Multiple Masses Demonstration | For a single particle:

initial velocity = m/s | electric field = N/C | magnetic field = T

mass = x 10-3kg | charge = x 10-3 C

Please wait for the animation to completely load.

Begin this animation by selecting the Multiple Masses Demonstration. This shows five particles passing through a model of a mass spectrometer. The particles have different masses but are otherwise identical. Notice how the particles are separated based on their mass. Restart.

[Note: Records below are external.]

#[allow(clippy::needless_pass_by_value)]
fn stack_values(
    path: &str,
    values: Vec<FieldValue>,
    domain: Domain,
    widen: &BTreeSet<String>,
) -> Result<FieldValue> {
    let first = values.first().ok_or(Error::EmptyBatch)?;
    if let Some(other) = values.iter().find(|v| !same_family(first, v)) {
        return Err(Error::StackShapeMismatch {
            field: path.to_string(),
            expected: first.describe(),
            found: other.describe(),
        });
    }
    let widened = widen.contains(path);
    let count = values.len();

    match first {
        FieldValue::Array(_) if domain == Domain::Array => {
            let arrays: Vec<&ArrayValue> = values.iter().filter_map(FieldValue::as_array).collect();
            let stacked = ArrayValue::stack(&arrays)?;
            Ok(FieldValue::Array(if widened { stacked.widened() } else { stacked }))
        }
        FieldValue::Tensor(_) if domain == Domain::Tensor => {
            let tensors: Vec<&Tensor> = values.iter().filter_map(FieldValue::as_tensor).collect();
            let stacked = Tensor::stack(&tensors)?;
            Ok(FieldValue::Tensor(if widened {
                stacked.cast(stacked.dtype().widened())
            } else {
                stacked
            }))
        }
        FieldValue::Int(_) => {
            let ints: Vec<i64> = values.iter().filter_map(FieldValue::as_int).collect();
            scalar_column(domain, ints, count)
        }
        FieldValue::Float(_) => {
            let floats: Vec<f64> = values
                .iter()
                .filter_map(|v| match v {
                    FieldValue::Float(x) => Some(*x),
                    _ => None,
                })
                .collect();
            scalar_column(domain, floats, count)
        }
        FieldValue::Bool(_) => {
            let bools: Vec<bool> = values
                .iter()
                .filter_map(|v| match v {
                    FieldValue::Bool(x) => Some(*x),
                    _ => None,
                })
                .collect();
            match domain {
                Domain::Array => {
                    let array = ArrayD::from_shape_vec(IxDyn(&[count]), bools)
                        .map_err(|e| Error::InvalidArgument(e.to_string()))?;
                    Ok(FieldValue::Array(ArrayValue::Bool(array)))
                }
                Domain::Tensor => Ok(FieldValue::Tensor(Tensor::from_bools(bools, vec![count])?)),
            }
        }
        FieldValue::Text(_) => Ok(FieldValue::List(values)),
        FieldValue::List(items) => {
            let width = items.len();
            let mut columns: Vec<Vec<FieldValue>> =
                (0..width).map(|_| Vec::with_capacity(count)).collect();
            for value in values {
                if let FieldValue::List(items) = value {
                    for (column, item) in columns.iter_mut().zip(items) {
                        column.push(item);
                    }
                }
            }
            columns
                .into_iter()
                .enumerate()
                .map(|(i, column)| stack_values(&format!("{path}[{i}]"), column, domain, widen))
                .collect::<Result<Vec<_>>>()
                .map(FieldValue::List)
        }
        FieldValue::Map(_) => {
            let maps = values
                .into_iter()
                .filter_map(|v| match v {
                    FieldValue::Map(map) => Some(map),
                    _ => None,
                })
                .collect();
            collate_maps(Some(path), maps, domain, widen).map(FieldValue::Map)
        }
        FieldValue::Array(_) | FieldValue::Tensor(_) | FieldValue::Opaque(_) => {
            Err(unsupported(path, first, domain))
        }
    }
}

/// Stack numeric scalars into a 1-D array or tensor of length `count`
fn scalar_column<T>(domain: Domain, values: Vec<T>, count: usize) -> Result<FieldValue>
where
    T: ml_bridge_core::TensorType,
    ArrayValue: From<ArrayD<T>>,
{
    match domain {
        Domain::Array => {
            let array = ArrayD::from_shape_vec(IxDyn(&[count]), values)
                .map_err(|e| Error::InvalidArgument(e.to_string()))?;
            Ok(FieldValue::Array(ArrayValue::from(array)))
        }
        Domain::Tensor => Ok(FieldValue::Tensor(Tensor::from_vec(values, vec![count])?)),
    }
}

#[cfg(test)]
mod tests {
    use super::*;
    use ml_bridge_core::{DType, OpaqueValue};
    use proptest::prelude::*;

    fn image_sample(fill: f32, label: i64) -> Sample {
        Sample::from_pairs([
            ("x", FieldValue::from(ArrayD::<f32>::from_elem(IxDyn(&[1, 28, 28]), fill))),
            ("label", FieldValue::Int(label)),
        ])
        .unwrap()
    }

    #[test]
    fn stacks_images_along_new_axis() {
        let batch = ArrayCollate::new()
            .collate(vec![image_sample(0.0, 1), image_sample(1.0, 2)])
            .unwrap();

        assert_eq!(batch.len(), 2);
        let x = batch.get("x").unwrap().as_array().unwrap();
        assert_eq!(x.shape(), &[2, 1, 28, 28]);
        assert_eq!(x.dtype(), DType::Float32);

        let label = batch.get("label").unwrap().as_array().unwrap();
        assert_eq!(label.dtype(), DType::Int64);
        assert_eq!(label.to_f64_vec(), vec![1.0, 2.0]);
    }

    #[test]
    fn field_set_mismatch_is_reported_with_index() {
        let full = Sample::from_pairs([("x", 1i64), ("y", 2i64)]).unwrap();
        let partial = Sample::from_pairs([("x", 1i64)]).unwrap();

        let err = ArrayCollate::new().collate(vec![full, partial]).unwrap_err();

        assert_eq!(
            err,
            Error::FieldSetMismatch {
                index: 1,
                expected: vec!["x".into(), "y".into()],
                found: vec!["x".into()],
            }
        );
    }

    #[test]
    fn inconsistent_shapes_cannot_be_stacked() {
        let a = Sample::from_pairs([("x", ArrayD::<f32>::zeros(IxDyn(&[2, 2])))]).unwrap();
        let b = Sample::from_pairs([("x", ArrayD::<f32>::zeros(IxDyn(&[3, 2])))]).unwrap();

        let err = ArrayCollate::new().collate(vec![a, b]).unwrap_err();
        assert_eq!(
            err,
            Error::StackShapeMismatch {
                field: "x".into(),
                expected: "array f32[2, 2]".into(),
                found: "array f32[3, 2]".into(),
            }
        );
    }

    #[test]
    fn inconsistent_dtypes_cannot_be_stacked() {
        let a = Sample::from_pairs([("x", FieldValue::Int(1))]).unwrap();
        let b = Sample::from_pairs([("x", FieldValue::Float(1.0))]).unwrap();

        assert!(matches!(
            ArrayCollate::new().collate(vec![a, b]),
            Err(Error::StackShapeMismatch { .. })
        ));
    }

    #[test]
    fn integer_types_are_preserved_unless_widened() {
        let sample = || Sample::from_pairs([("m", ArrayD::<u8>::zeros(IxDyn(&[4])))]).unwrap();

        let plain = ArrayCollate::new().collate(vec![sample(), sample()]).unwrap();
        assert_eq!(plain.get("m").unwrap().as_array().unwrap().dtype(), DType::UInt8);

        let widened = ArrayCollate::new()
            .with_widened(["m"])
            .collate(vec![sample(), sample()])
            .unwrap();
        assert_eq!(widened.get("m").unwrap().as_array().unwrap().dtype(), DType::Int64);
    }

    #[test]
    fn array_collation_rejects_tensors() {
        let sample = || {
            Sample::from_pairs([("x", Tensor::from_vec(vec![1.0f32], vec![1]).unwrap())]).unwrap()
        };

        let err = ArrayCollate::new().collate(vec![sample(), sample()]).unwrap_err();
        assert!(matches!(err, Error::UnsupportedFieldType { .. }));
    }

    #[test]
    fn tensor_collation_stacks_tensors_and_rejects_arrays() {
        let tensor_sample = || {
            Sample::from_pairs([
                ("x", FieldValue::from(Tensor::from_vec(vec![1.0f32, 2.0], vec![2]).unwrap())),
                ("ok", FieldValue::Bool(true)),
            ])
            .unwrap()
        };
        let batch = TensorCollate::new()
            .collate(vec![tensor_sample(), tensor_sample(), tensor_sample()])
            .unwrap();
        assert_eq!(batch.get("x").unwrap().as_tensor().unwrap().shape(), &[3, 2]);
        assert_eq!(batch.get("ok").unwrap().as_tensor().unwrap().dtype(), DType::Bool);

        let array_sample = Sample::from_pairs([("x", ArrayD::<f32>::zeros(IxDyn(&[2])))]).unwrap();
        assert!(matches!(
            TensorCollate::new().collate(vec![array_sample]),
            Err(Error::UnsupportedFieldType { .. })
        ));
    }

    #[test]
    fn nested_maps_lists_and_text() {
        let sample = |id: i64| {
            let mut meta = FieldMap::new();
            meta.insert("id".into(), FieldValue::Int(id));
            meta.insert("path".into(), FieldValue::Text(format!("img_{id}.png")));
            Sample::from_pairs([
                ("meta", FieldValue::Map(meta)),
                ("pair", FieldValue::List(vec![FieldValue::Float(0.5), FieldValue::Int(id)])),
            ])
            .unwrap()
        };

        let batch = ArrayCollate::new().collate(vec![sample(1), sample(2)]).unwrap();

        let FieldValue::Map(meta) = batch.get("meta").unwrap() else {
            panic!("meta should collate to a map");
        };
        assert_eq!(meta["id"].as_array().unwrap().shape(), &[2]);
        assert_eq!(
            meta["path"],
            FieldValue::List(vec!["img_1.png".into(), "img_2.png".into()])
        );

        let FieldValue::List(pair) = batch.get("pair").unwrap() else {
            panic!("pair should collate to a list");
        };
        assert_eq!(pair[0].as_array().unwrap().dtype(), DType::Float64);
        assert_eq!(pair[1].as_array().unwrap().to_f64_vec(), vec![1.0, 2.0]);
    }

    #[test]
    fn empty_and_positional_inputs_fail() {
        assert_eq!(ArrayCollate::new().collate(Vec::new()).unwrap_err(), Error::EmptyBatch);
        assert!(matches!(
            ArrayCollate::new().collate(vec![Sample::Sequence(vec![FieldValue::Int(1)])]),
            Err(Error::OrderingViolation(_))
        ));
    }

    #[test]
    fn opaque_values_are_unsupported() {
        let sample = Sample::from_pairs([("h", FieldValue::Opaque(OpaqueValue::new(1u8)))]).unwrap();
        assert!(matches!(
            ArrayCollate::new().collate(vec![sample]),
            Err(Error::UnsupportedFieldType { .. })
        ));
    }

    #[test]
    fn strategy_names_round_trip_through_config() {
        let strategy: CollationStrategy = serde_json::from_str("\"tensorCollate\"").unwrap();
        assert_eq!(strategy, CollationStrategy::TensorCollate);
        assert_eq!(
            Collator::from_strategy(strategy, &[]).strategy(),
            CollationStrategy::TensorCollate
        );
    }

    proptest! {
        #[test]
        fn batch_has_one_stacked_field_per_sample_field(
            k in 1usize..6,
            m in 1usize..5,
            dims in prop::collection::vec(1usize..4, 0..3),
        ) {
            let sample = || {
                Sample::from_pairs((0..m).map(|i| {
                    (format!("f{i}"), FieldValue::from(ArrayD::<i32>::zeros(IxDyn(&dims))))
                }))
                .unwrap()
            };

            let batch = ArrayCollate::new().collate((0..k).map(|_| sample()).collect()).unwrap();

            prop_assert_eq!(batch.field_count(), m);
            for value in batch.fields().values() {
                let array = value.as_array().unwrap();
                prop_assert_eq!(array.shape()[0], k);
                prop_assert_eq!(&array.shape()[1..], &dims[..]);
            }
        }
    }
}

You can enter values for the initial conditions and then press the "register values and play" button to see a single particle pass through the mass spectrometer. The particle initially enters a region with an electric field directed downward and a magnetic field directed into the screen. Since the particle is negatively charged, the electric field exerts an upward force (F = q E; see, for example, Illustration 23.4) and the magnetic field initially exerts a downward force (F = q v x B). Try setting the magnetic or the electric field to zero to see the effect of just one field on the particle. For certain values of the magnetic and electric fields, the magnetic and electric forces on the particle will exactly cancel and the particle will pass through the first region. This region is called a velocity selector, since only particles with a certain initial velocity will pass through for given values of the magnetic and electric fields. Other Explorations and Problems from this chapter will require you to formulate a mathematical relationship between the initial values for particles that pass through the velocity selector.

If a particle is able to pass through the first region, it enters a region where only the magnetic field is present. Since the magnetic field exerts a force perpendicular to the direction of the velocity (F = q v x B), the particle follows a circular path (since v and B are constant and v and B are perpendicular). The radius of this path depends on the mass. From Newton's second law for uniform circular motion, |F| = mv2/R = q |v x B| = qvB, since v and B are perpendicular. By measuring where the particle strikes one of the walls, you can determine the mass of the particle.

Illustration authored by Melissa Dancy and Wolfgang Christian.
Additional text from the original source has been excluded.